What you should do → Scan the lines below for the word "toml". Copy each line you find it in.

··· Working data

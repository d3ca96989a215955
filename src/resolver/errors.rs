//! Resolution error types and diagnostics.

use std::collections::BTreeMap;

use thiserror::Error;

use crate::util::diagnostic::{suggestions, Diagnostic};

/// Error while turning the module catalog into a build plan.
#[derive(Debug, Error, PartialEq, Eq)]
pub enum ResolveError {
    #[error("no such module: `{module}`")]
    UnknownModule {
        module: String,
        /// Module whose `depends` named it; `None` when requested directly
        required_by: Option<String>,
        suggestions: Vec<String>,
    },

    #[error("maximum iterations reached to get modules build order")]
    DependencyCycle {
        /// Partial order reached before giving up
        order: Vec<String>,
        /// Each unplaced module and its direct dependencies not yet placed
        unresolved: BTreeMap<String, Vec<String>>,
        /// One cycle among the unplaced modules, when one could be isolated
        cycle: Vec<String>,
    },

    #[error("conditional module shares a name with a module: `{module}`")]
    ConditionalNameClash { module: String },

    #[error("app does not have a conditional module named `{module}`")]
    UnknownConditional { module: String },

    #[error("module `{module}` has an unknown key `{key}`")]
    InvalidModuleKey { module: String, key: String },
}

impl ResolveError {
    /// Convert to a user-friendly diagnostic.
    pub fn to_diagnostic(&self) -> Diagnostic {
        match self {
            ResolveError::UnknownModule {
                module,
                required_by,
                suggestions: similar,
            } => {
                let mut diag = Diagnostic::error(format!("no such module: `{}`", module));

                match required_by {
                    Some(parent) => {
                        diag = diag.with_context(format!("required by module `{}`", parent));
                    }
                    None => {
                        diag = diag.with_context("requested on the command line");
                    }
                }

                if !similar.is_empty() {
                    diag = diag.with_context(format!("did you mean: {}?", similar.join(", ")));
                }

                diag.with_suggestion(suggestions::UNKNOWN_MODULE)
            }

            ResolveError::DependencyCycle {
                order,
                unresolved,
                cycle,
            } => {
                let mut diag = Diagnostic::error("module order error: dependency cycle");

                diag = diag.with_context(format!(
                    "maximum module order completion: [{}]",
                    order.join(", ")
                ));

                for (module, missing) in unresolved {
                    diag = diag.with_context(format!(
                        "module[{}] waits on -> [{}]",
                        module,
                        missing.join(", ")
                    ));
                }

                if !cycle.is_empty() {
                    let mut path = cycle.clone();
                    path.push(cycle[0].clone());
                    diag = diag.with_context(format!("cycle: {}", path.join(" -> ")));
                }

                diag.with_suggestion("Break the cycle by removing or restructuring `depends`")
                    .with_suggestion("Check your app configuration")
            }

            ResolveError::ConditionalNameClash { module } => Diagnostic::error(format!(
                "conditional module `{}` shares a name with a module",
                module
            ))
            .with_suggestion("Rename one of the two modules in Crossport.toml"),

            ResolveError::UnknownConditional { module } => Diagnostic::error(format!(
                "app does not have a conditional module named `{}`",
                module
            ))
            .with_suggestion("Declare it under [conditional-modules] or drop `--with`"),

            ResolveError::InvalidModuleKey { module, key } => Diagnostic::error(format!(
                "module `{}` has an unknown key `{}`",
                module, key
            ))
            .with_context(
                "qualified keys must end in -libs, -flags, -link, -defines, -extlibs, -depends or -configs",
            )
            .with_suggestion("Check the key for typos"),
        }
    }
}

/// Catalog names close to `name`, for "did you mean" hints.
///
/// A candidate matches when one name is a prefix of the other, or when the
/// two are within a small edit distance (transpositions count as one edit).
pub fn similar_names<'a, I>(name: &str, candidates: I) -> Vec<String>
where
    I: IntoIterator<Item = &'a String>,
{
    let lower = name.to_lowercase();
    let max_edits = if lower.chars().count() <= 3 { 1 } else { 2 };
    candidates
        .into_iter()
        .filter(|candidate| {
            let other = candidate.to_lowercase();
            other != lower
                && (other.starts_with(&lower)
                    || lower.starts_with(&other)
                    || (lower.len() > 2 && other.contains(&lower))
                    || edit_distance(&lower, &other) <= max_edits)
        })
        .cloned()
        .collect()
}

/// Optimal string alignment distance between `a` and `b`.
fn edit_distance(a: &str, b: &str) -> usize {
    let a: Vec<char> = a.chars().collect();
    let b: Vec<char> = b.chars().collect();
    let width = b.len() + 1;
    let mut d = vec![0usize; (a.len() + 1) * width];

    for i in 0..=a.len() {
        d[i * width] = i;
    }
    for j in 0..=b.len() {
        d[j] = j;
    }
    for i in 1..=a.len() {
        for j in 1..=b.len() {
            let cost = usize::from(a[i - 1] != b[j - 1]);
            let mut best = (d[(i - 1) * width + j] + 1)
                .min(d[i * width + j - 1] + 1)
                .min(d[(i - 1) * width + j - 1] + cost);
            if i > 1 && j > 1 && a[i - 1] == b[j - 2] && a[i - 2] == b[j - 1] {
                best = best.min(d[(i - 2) * width + j - 2] + 1);
            }
            d[i * width + j] = best;
        }
    }
    d[a.len() * width + b.len()]
}
//! CLI integration tests for crossport.
//!
//! These tests run the binary against temporary projects. A shell script
//! stands in for vcpkg where an install is exercised.

use std::fs;
use std::path::Path;
use std::process::Command;

use assert_cmd::prelude::*;
use predicates::prelude::*;
use tempfile::TempDir;

const CATALOG: &str = r#"
test-extlibs = ["gtest"]

[app]
name = "sample"
modes = ["debug", "release"]

[modules.util]
libs = ["pthread"]
extlibs = ["fmt"]
linux-extlibs = ["libuuid"]
platforms = ["linux", "windows"]

[modules.core]
depends = ["util"]

[modules.net]
depends = ["util"]

[modules.http]
depends = ["net"]
extlibs = ["curl"]

[conditional-modules.lua]
depends = ["util"]
conditional-env = "lua"

[extlibs]
fmt = "12.1.0"
curl = ""
libuuid = ""
gtest = ""

[packages.apt]
fmt = "libfmt-dev"
libuuid = "uuid-dev"
"#;

/// Get the crossport binary command, isolated from the user's environment.
fn crossport(project: &Path) -> Command {
    let mut cmd = Command::cargo_bin("crossport").unwrap();
    cmd.current_dir(project)
        .env("HOME", project)
        .env_remove("VCPKG_PATH")
        .env_remove("VCPKG_ROOT")
        .env_remove("x11")
        .env_remove("wayland")
        .env_remove("lua");
    cmd
}

/// A temporary project holding the sample catalog.
fn project() -> TempDir {
    let tmp = TempDir::new().unwrap();
    fs::write(tmp.path().join("Crossport.toml"), CATALOG).unwrap();
    tmp
}

/// Install a fake vcpkg that records its arguments and exits with `code`.
#[cfg(unix)]
fn fake_vcpkg(project: &Path, code: i32) -> std::path::PathBuf {
    use std::os::unix::fs::PermissionsExt;

    let root = project.join(".vcpkg");
    fs::create_dir_all(&root).unwrap();
    let log = project.join("vcpkg-args.log");
    let script = root.join("vcpkg");
    fs::write(
        &script,
        format!(
            "#!/bin/sh\necho \"$@\" >> '{}'\nexit {}\n",
            log.display(),
            code
        ),
    )
    .unwrap();
    fs::set_permissions(&script, fs::Permissions::from_mode(0o755)).unwrap();
    log
}

// ============================================================================
// crossport plan
// ============================================================================

#[test]
fn test_plan_prints_closed_dependencies() {
    let tmp = project();
    crossport(tmp.path())
        .args(["plan", "http", "-p", "linux"])
        .assert()
        .success()
        .stdout(predicate::str::contains("http <- net, util"))
        .stdout(predicate::str::contains("fmt 12.1.0"));
}

#[test]
fn test_plan_json() {
    let tmp = project();
    let output = crossport(tmp.path())
        .args(["plan", "http", "-p", "linux", "--json"])
        .output()
        .unwrap();
    assert!(output.status.success());

    let plan: serde_json::Value = serde_json::from_slice(&output.stdout).unwrap();
    assert_eq!(plan["order"], serde_json::json!(["util", "net", "http"]));
    assert_eq!(plan["modules"]["http"]["depends"], serde_json::json!(["net", "util"]));
    assert_eq!(plan["modules"]["http"]["original-depends"], serde_json::json!(["net"]));
    assert_eq!(plan["target"]["mode"], "debug");
}

#[test]
fn test_plan_from_nested_directory() {
    let tmp = project();
    let nested = tmp.path().join("src").join("net");
    fs::create_dir_all(&nested).unwrap();

    crossport(tmp.path())
        .current_dir(&nested)
        .args(["plan", "core", "-p", "linux"])
        .assert()
        .success()
        .stdout(predicate::str::contains("core <- util"));
}

#[test]
fn test_conditional_module_with_flag_and_env() {
    let tmp = project();
    crossport(tmp.path())
        .args(["plan", "net", "-p", "linux", "--with", "lua"])
        .assert()
        .success()
        .stdout(predicate::str::contains("lua <- util"));

    crossport(tmp.path())
        .args(["plan", "net", "-p", "linux"])
        .env("lua", "1")
        .assert()
        .success()
        .stdout(predicate::str::contains("lua <- util"));

    crossport(tmp.path())
        .args(["plan", "net", "-p", "linux"])
        .assert()
        .success()
        .stdout(predicate::str::contains("lua").not());
}

#[test]
fn test_unknown_module_suggests_names() {
    let tmp = project();
    crossport(tmp.path())
        .args(["plan", "htpp", "-p", "linux"])
        .assert()
        .failure()
        .stderr(predicate::str::contains("no such module: `htpp`"))
        .stderr(predicate::str::contains("did you mean: http?"))
        .stderr(predicate::str::contains("crossport plan"));
}

#[test]
fn test_platform_removal_leaves_unknown_dependency() {
    let tmp = project();
    crossport(tmp.path())
        .args(["plan", "http", "-p", "web"])
        .assert()
        .failure()
        .stderr(predicate::str::contains("no such module: `util`"));
}

#[test]
fn test_unknown_mode_is_rejected() {
    let tmp = project();
    crossport(tmp.path())
        .args(["plan", "--mode", "profile", "-p", "linux"])
        .assert()
        .failure()
        .stderr(predicate::str::contains("mode `profile` unknown"));
}

#[test]
fn test_missing_catalog() {
    let tmp = TempDir::new().unwrap();
    crossport(tmp.path())
        .arg("plan")
        .assert()
        .failure()
        .stderr(predicate::str::contains("could not find `Crossport.toml`"));
}

#[test]
fn test_invalid_catalog_reports_parse_error() {
    let tmp = TempDir::new().unwrap();
    fs::write(
        tmp.path().join("Crossport.toml"),
        "[modules.util]\nlibs = 3\n",
    )
    .unwrap();

    crossport(tmp.path())
        .args(["--no-color", "plan"])
        .assert()
        .failure()
        .stderr(predicate::str::contains("failed to parse app catalog"));
}

// ============================================================================
// crossport manifest / packages / triplet
// ============================================================================

#[test]
fn test_manifest_output() {
    let tmp = project();
    let output = crossport(tmp.path())
        .args(["manifest", "core", "-p", "linux", "--test"])
        .output()
        .unwrap();
    assert!(output.status.success());

    let manifest: serde_json::Value = serde_json::from_slice(&output.stdout).unwrap();
    assert!(manifest["builtin-baseline"].is_string());
    assert_eq!(
        manifest["dependencies"],
        serde_json::json!(["fmt", "gtest", "libuuid"])
    );
    assert_eq!(
        manifest["overrides"],
        serde_json::json!([{"name": "fmt", "version": "12.1.0"}])
    );
}

#[test]
fn test_packages_for_apt() {
    let tmp = project();
    crossport(tmp.path())
        .args(["packages", "http", "-p", "linux", "--pkgdep", "apt"])
        .assert()
        .success()
        .stdout(predicate::str::contains("libfmt-dev"))
        .stdout(predicate::str::contains("uuid-dev"))
        .stdout(predicate::str::contains("curl").not());
}

#[test]
fn test_triplet_musl_is_synthesized() {
    let tmp = project();
    crossport(tmp.path())
        .args(["triplet", "-m", "x86_64", "--libc", "musl", "-p", "linux"])
        .assert()
        .success()
        .stdout(predicate::str::diff("x64-linux-musl (musl-dynamic)\n"));
}

#[test]
fn test_triplet_from_vcpkg_root() {
    let tmp = project();
    let triplets = tmp.path().join(".vcpkg").join("triplets");
    fs::create_dir_all(&triplets).unwrap();
    fs::write(triplets.join("arm64-linux-release.cmake"), "").unwrap();
    fs::write(triplets.join("arm64-linux.cmake"), "").unwrap();

    crossport(tmp.path())
        .args(["triplet", "-m", "arm64", "-p", "linux", "--mode", "release"])
        .assert()
        .success()
        .stdout(predicate::str::diff("arm64-linux-release (static)\n"));
}

#[test]
fn test_no_triplet_resolved() {
    let tmp = project();
    crossport(tmp.path())
        .args(["triplet", "-m", "arm64", "-p", "linux"])
        .assert()
        .failure()
        .stderr(predicate::str::contains("arm64-linux-dynamic-debug"));
}

// ============================================================================
// crossport fetch
// ============================================================================

#[test]
fn test_fetch_without_vcpkg() {
    let tmp = project();
    crossport(tmp.path())
        .args(["fetch", "core", "-m", "x86_64", "-p", "linux", "--triplet", "x64-linux"])
        .assert()
        .failure()
        .stderr(predicate::str::contains("VCPKG path does not exist"));
}

#[cfg(unix)]
#[test]
fn test_fetch_runs_vcpkg_install() {
    let tmp = project();
    let log = fake_vcpkg(tmp.path(), 0);

    crossport(tmp.path())
        .args(["fetch", "core", "-m", "x86_64", "-p", "linux", "--triplet", "x64-linux"])
        .assert()
        .success();

    let args = fs::read_to_string(&log).unwrap();
    assert!(args.starts_with("install --triplet=x64-linux --allow-unsupported"));

    let manifest_path = tmp
        .path()
        .join("build/linux-x86_64/gcc/debug/vcpkg/vcpkg.json");
    let manifest: serde_json::Value =
        serde_json::from_str(&fs::read_to_string(manifest_path).unwrap()).unwrap();
    assert_eq!(manifest["dependencies"], serde_json::json!(["fmt", "libuuid"]));
    assert!(tmp.path().join(".vcpkg").join("archives").is_dir());
}

#[test]
fn test_fetch_with_empty_plan_succeeds_without_vcpkg() {
    let tmp = project();
    for command in ["fetch", "list", "tree"] {
        crossport(tmp.path())
            .args([command, "util", "-m", "x86_64", "-p", "web"])
            .assert()
            .success()
            .stderr(predicate::str::contains("cannot compile on platform: web"))
            .stderr(predicate::str::contains("nothing to do"))
            // stderr is a pipe here, so logs carry no colour codes
            .stderr(predicate::str::contains("\x1b[").not());
    }
    assert!(!tmp.path().join("build").exists());
}

#[cfg(unix)]
#[test]
fn test_fetch_propagates_vcpkg_exit_code() {
    let tmp = project();
    fake_vcpkg(tmp.path(), 3);

    crossport(tmp.path())
        .args(["fetch", "core", "-m", "x86_64", "-p", "linux", "--triplet", "x64-linux"])
        .assert()
        .code(3)
        .stderr(predicate::str::contains("failed with exit code 3"));
}

#[cfg(unix)]
#[test]
fn test_vcpkg_path_overrides_project_root() {
    let tmp = project();
    let elsewhere = TempDir::new().unwrap();
    let log = fake_vcpkg(elsewhere.path(), 0);

    crossport(tmp.path())
        .args(["list", "core", "-m", "x86_64", "-p", "linux", "--triplet", "x64-linux"])
        .env("VCPKG_PATH", elsewhere.path().join(".vcpkg").join("vcpkg"))
        .assert()
        .success();

    assert_eq!(fs::read_to_string(&log).unwrap(), "list\n");
}

#[cfg(unix)]
#[test]
fn test_tree_passes_libraries() {
    let tmp = project();
    let log = fake_vcpkg(tmp.path(), 0);

    crossport(tmp.path())
        .args(["tree", "core", "-m", "x86_64", "-p", "linux", "--triplet", "x64-linux"])
        .assert()
        .success();

    let args = fs::read_to_string(&log).unwrap();
    assert!(args.starts_with(
        "depend-info fmt libuuid --triplet=x64-linux --format=tree --max-recurse=-1"
    ));
}

// ============================================================================
// crossport cross-file
// ============================================================================

#[test]
fn test_cross_file_writes_toolchain_and_meson_file() {
    let tmp = project();
    let toolchains = tmp.path().join(".vcpkg").join("scripts").join("toolchains");
    fs::create_dir_all(&toolchains).unwrap();
    fs::write(toolchains.join("linux.cmake"), "").unwrap();
    let out = tmp.path().join("cross");

    crossport(tmp.path())
        .args([
            "cross-file",
            "core",
            "-m",
            "riscv64",
            "--libc",
            "musl",
            "-p",
            "linux",
            "--triplet",
            "riscv64-linux-musl",
            "--out-dir",
        ])
        .arg(&out)
        .assert()
        .success()
        .stdout(predicate::str::contains("cmake-cross-riscv64.cmake"));

    let meson = fs::read_to_string(out.join("meson-cross-riscv64.ini")).unwrap();
    assert!(meson.contains("c = 'riscv64-linux-musl-gcc'"));
    assert!(meson.contains("cpu_family = 'riscv64'"));
    assert!(meson.contains("pkg-config-cross-wrapper"));
}

#[cfg(all(target_os = "linux", target_env = "gnu"))]
#[test]
fn test_cross_file_rejects_native_target() {
    let tmp = project();
    let host = std::env::consts::ARCH;
    crossport(tmp.path())
        .args(["cross-file", "-p", "linux", "--libc", "gnu", "--triplet", "x64-linux", "-m", host])
        .assert()
        .failure()
        .stderr(predicate::str::contains("not a cross-linux target"));
}

// ============================================================================
// crossport completions
// ============================================================================

#[test]
fn test_completions_bash() {
    let tmp = TempDir::new().unwrap();
    crossport(tmp.path())
        .args(["completions", "bash"])
        .assert()
        .success()
        .stdout(predicate::str::contains("crossport"));
}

······

Solution to the problem →
            .with_suggestion("Rename one of the two modules in Crossport.toml"),
    fs::write(tmp.path().join("Crossport.toml"), CATALOG).unwrap();
        .stderr(predicate::str::contains("could not find `Crossport.toml`"));
        tmp.path().join("Crossport.toml"),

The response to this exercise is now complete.